The church in Smyrna was likely started by Paul and at the time of the letter appears to have been a small persecuted band of believers dwelling in the midst of a crooked and perverse generation. It is noteworthy that one of the earliest samples of Christian graffiti yet discovered, has been found on the remains of a wall there. It’s message, “the one who has given the Spirit,” refers to the Lord Jesus, and it is conjectured that it was meant to announce to any believers coming to Smyrna, that there were other believers dwelling in the city with whom they could fellowship and worship. The message that Jesus gives this precious church contains no corrective rebuke, putting the saints in Smyrna in an elite category among the seven churches, shared only by Philadelphia, in whom the Lord found nothing displeasing to Him.

The name Smyrna is the same as the Greek word for “myrrh” which was used chiefly in the embalming of the dead. That name, with the full import of its meaning as it relates to suffering and death, conveyed the distinguishing characteristic of the church in this city both at the time of the letter and for centuries to follow. Many martyrs have passed from this life into the glories of heaven from Smyrna throughout its history. This theme of a suffering, yet victorious church is the focal point of the letter written by John to Smyrna.

Here then is an overview of John’s letter to Smyrna from the Book of Revelation with some explanatory comments (2:8-11 NIV). It follows the pattern and order used in all seven of the letters as outlined in the introductory blog post on the Letters to the Seven Churches.

  1. Revelation of Jesus“These are the words of him who is the First and the Last, who died and came to life again.” (v. 8). This portrayal of Jesus is taken directly from the words Jesus spoken to John in chapter one. He says “I am the first and the last. I am the Living One, I was dead, and now look, I am alive for ever and ever” (1:17-18)! As we shall see, it is a preparatory encouraging and empowering revelation of the resurrected Christ who lives forever, and one the church at Smyrna will need to embrace with confidence, because of what lies ahead.
  1. Commendation“I know your afflictions and your poverty—yet you are rich! I know about the slander of those who say they are Jews and are not, but are a synagogue of Satan.” (v. 9). This indicates, as was alluded to earlier, the fact that this church was struggling in the face of much opposition. The Jews in the city were particularly vociferous in their persecution of these believers even to the point, incited by the Devil himself, to put some to death. It illustrates how Satan in his hatred of true believers is able to infiltrate a group of religiously zealous people, be it in a synagogue, temple, mosque or a church, and inflict suffering and death on God’s people.
  1. Corrective Rebuke – None is mentioned, to Smyrna’s credit!
  1. Predictive Warning or Counsel – “Do not be afraid of what you are about to suffer. I tell you, the devil will put some of you in prison to test you, and you will suffer persecution for ten days. Be faithful, even to the point of death, and I will give you life as your victor’s crown” (v. 10). God, in His grace, gives the church a forewarning of the intensity of persecution that is about to come, and even a time frame for its duration. Doing so gives the assurance that there is an end in view and the light at the end of the tunnel of suffering will surely come either in this life or the next; but it will come. Coupled with the promise of victory, this strengthens them to remain faithful to Him as they pass through.

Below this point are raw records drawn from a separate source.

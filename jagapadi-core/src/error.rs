//! Error types for jagapadi-core

use thiserror::Error;

use crate::types::WorkflowState;

/// Main error type for the jagapadi-core library
#[derive(Error, Debug)]
pub enum Error {
    /// IO error
    #[error("IO error: {0}")]
    Io(#[from] std::io::Error),

    /// JSON parsing error
    #[error("JSON error: {0}")]
    Json(#[from] serde_json::Error),

    /// Configuration error
    #[error("configuration error: {0}")]
    Config(String),

    /// Selected file is not an image
    #[error("invalid file type: {mime}")]
    InvalidFileType { mime: String },

    /// Selected file exceeds the upload limit
    #[error("file too large: {size} bytes (limit {limit})")]
    FileTooLarge { size: u64, limit: u64 },

    /// Image bytes could not be turned into a displayable encoding
    #[error("decode error: {0}")]
    Decode(String),

    /// Connect was requested without a credential
    #[error("missing credential")]
    MissingCredential,

    /// Detection was requested with nothing staged
    #[error("no image staged")]
    NoImageStaged,

    /// Detection was requested while the session is not connected
    #[error("not connected to the detection service")]
    NotConnected,

    /// A detection is already being processed
    #[error("detection already in progress")]
    DetectionInProgress,

    /// The workflow refused a transition
    #[error("invalid transition: {from} -> {to}")]
    InvalidTransition {
        from: WorkflowState,
        to: WorkflowState,
    },

    /// The service answered with `success: false`
    #[error("rejected by service: {0}")]
    Rejected(String),

    /// Network failure or unusable response
    #[error("transport error: {0}")]
    Transport(String),

    /// Key-value store failure
    #[error("store error: {0}")]
    Store(String),

    /// History record not found
    #[error("record not found: {0}")]
    RecordNotFound(String),
}

impl Error {
    /// Message suitable for showing to the person driving the UI.
    pub fn user_message(&self) -> String {
        match self {
            Error::InvalidFileType { .. } => "Please select a valid image file".to_string(),
            Error::FileTooLarge { .. } => "File is too large (maximum 10MB)".to_string(),
            Error::Decode(_) => "Failed to load image".to_string(),
            Error::MissingCredential => "Enter a password".to_string(),
            Error::NoImageStaged => "No image to analyze".to_string(),
            Error::NotConnected => "Connect to the server first".to_string(),
            Error::DetectionInProgress => "A detection is already running".to_string(),
            Error::Rejected(message) => message.clone(),
            Error::Transport(_) => "Failed to reach the detection server".to_string(),
            Error::RecordNotFound(_) => "History entry not found".to_string(),
            other => other.to_string(),
        }
    }

    /// Validation errors are raised before any state is touched.
    pub fn is_validation(&self) -> bool {
        matches!(
            self,
            Error::InvalidFileType { .. } | Error::FileTooLarge { .. } | Error::MissingCredential
        )
    }
}

/// Result type alias for jagapadi-core
pub type Result<T> = std::result::Result<T, Error>;
//! Text rendering of detection records.

use std::fmt::Write;

use chrono::{DateTime, Local, Utc};

use crate::types::DetectionRecord;

const RULE: &str = "==========================================";
const THIN_RULE: &str = "-----------------------------------------";

/// Fixed-format plain-text report for one record.
pub fn generate_report(record: &DetectionRecord) -> String {
    let timestamp = record
        .timestamp()
        .with_timezone(&Local)
        .format("%Y-%m-%d %H:%M:%S");

    let mut report = String::new();
    // Writing into a String cannot fail.
    let _ = write_report(&mut report, record, &timestamp.to_string());
    report
}

fn write_report(out: &mut String, record: &DetectionRecord, timestamp: &str) -> std::fmt::Result {
    writeln!(out, "{}", RULE)?;
    writeln!(out, "        PADDY PEST DETECTION REPORT")?;
    writeln!(out, "{}", RULE)?;
    writeln!(out)?;
    writeln!(out, "Date/Time        : {}", timestamp)?;
    writeln!(out, "Image File       : {}", record.filename())?;
    writeln!(out, "Session ID       : #{}", record.id())?;
    writeln!(
        out,
        "Processing Time  : {:.1} seconds",
        record.processing_time_seconds()
    )?;
    writeln!(out)?;
    writeln!(out, "DETECTION RESULTS:")?;
    writeln!(out, "{}", THIN_RULE)?;
    writeln!(out, "Total Pests      : {}", record.total_detections())?;
    writeln!(out, "Avg. Confidence  : {}%", record.avg_confidence())?;
    writeln!(out)?;
    writeln!(out, "DETECTED PESTS:")?;

    if record.detections().is_empty() {
        writeln!(out, "No pests detected.")?;
    } else {
        for (index, detection) in record.detections().iter().enumerate() {
            writeln!(
                out,
                "{}. {} ({}%)",
                index + 1,
                detection.name,
                detection.confidence
            )?;
        }
    }

    if !record.recommendations().is_empty() {
        writeln!(out)?;
        writeln!(out, "RECOMMENDED ACTIONS:")?;
        writeln!(out, "{}", THIN_RULE)?;
        for (index, recommendation) in record.recommendations().iter().enumerate() {
            writeln!(out, "{}. {}", index + 1, recommendation)?;
        }
    }

    writeln!(out)?;
    writeln!(out, "{}", RULE)?;
    writeln!(out, "Report generated by JagaPadi v{}", env!("CARGO_PKG_VERSION"))?;
    writeln!(out, "Paddy pest detection")?;
    writeln!(out, "{}", RULE)?;
    Ok(())
}

/// File name used when exporting a record's report.
pub fn report_file_name(record: &DetectionRecord) -> String {
    format!("detection_report_{}.txt", record.id())
}

/// Format a timestamp relative to `now` (e.g., "2m ago").
pub fn format_relative_time(ts: DateTime<Utc>, now: DateTime<Utc>) -> String {
    let duration = now.signed_duration_since(ts);

    if duration.num_seconds() < 60 {
        "just now".to_string()
    } else if duration.num_minutes() < 60 {
        format!("{}m ago", duration.num_minutes())
    } else if duration.num_hours() < 24 {
        format!("{}h ago", duration.num_hours())
    } else if duration.num_days() < 7 {
        format!("{}d ago", duration.num_days())
    } else {
        ts.with_timezone(&Local).format("%b %d").to_string()
    }
}

#[cfg(test)]
mod tests {
    use super::*;
    use crate::types::Detection;
    use chrono::Duration;

    fn sample(detections: Vec<Detection>, recommendations: Vec<String>) -> DetectionRecord {
        DetectionRecord::with_id(
            "1760000000000",
            "sawah_blok_a.jpg",
            Utc::now(),
            detections,
            2.34,
            recommendations,
            "",
        )
    }

    #[test]
    fn test_report_contents() {
        let record = sample(
            vec![
                Detection::new("Wereng Batang Coklat", 90),
                Detection::new("Walang Sangit", 70),
            ],
            vec!["Set up light traps".to_string()],
        );
        let report = generate_report(&record);

        assert!(report.contains("Image File       : sawah_blok_a.jpg"));
        assert!(report.contains("Session ID       : #1760000000000"));
        assert!(report.contains("Processing Time  : 2.3 seconds"));
        assert!(report.contains("Total Pests      : 2"));
        assert!(report.contains("Avg. Confidence  : 80%"));
        assert!(report.contains("1. Wereng Batang Coklat (90%)"));
        assert!(report.contains("2. Walang Sangit (70%)"));
        assert!(report.contains("RECOMMENDED ACTIONS:"));
        assert!(report.contains("1. Set up light traps"));
    }

    #[test]
    fn test_report_without_detections() {
        let report = generate_report(&sample(vec![], vec![]));
        assert!(report.contains("No pests detected."));
        assert!(!report.contains("RECOMMENDED ACTIONS:"));
    }

    #[test]
    fn test_report_file_name() {
        let record = sample(vec![], vec![]);
        assert_eq!(report_file_name(&record), "detection_report_1760000000000.txt");
    }

    #[test]
    fn test_format_relative_time() {
        let now = Utc::now();
        assert_eq!(format_relative_time(now + Duration::seconds(5), now), "just now");
        assert_eq!(format_relative_time(now - Duration::seconds(30), now), "just now");
        assert_eq!(format_relative_time(now - Duration::minutes(5), now), "5m ago");
        assert_eq!(format_relative_time(now - Duration::hours(3), now), "3h ago");
        assert_eq!(format_relative_time(now - Duration::days(2), now), "2d ago");
    }
}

We do not know when or how this specific prophecy came to pass, but this foreshadowing of suffering and martyrdom has marked the Christians of Smyrna throughout the centuries. There were ten periods of Roman persecution under various emperors beginning with Nero in AD 67 spanning nearly 250 years that terrorized the Christians of Smyrna, as well as the rest of the world under Roman rule. Some of the most famous martyrdoms in Church history have taken place in Smyrna, not the least of which was the death of Polycarp. He was one of three notable early church fathers along with Clement of Rome and Ignatius of Antioch. Discipled by the Apostle John, he served as the bishop of Smyrna, for over a half century leading up to his martyrdom. When they tried to burn him at the stake, the fire would not touch him, so they ended up stabbing him to put him to death. His confession when challenged to renounce Christ or die was “For eighty-six years I have been His servant, and He has done me no wrong. How can I blaspheme my King who saved me.”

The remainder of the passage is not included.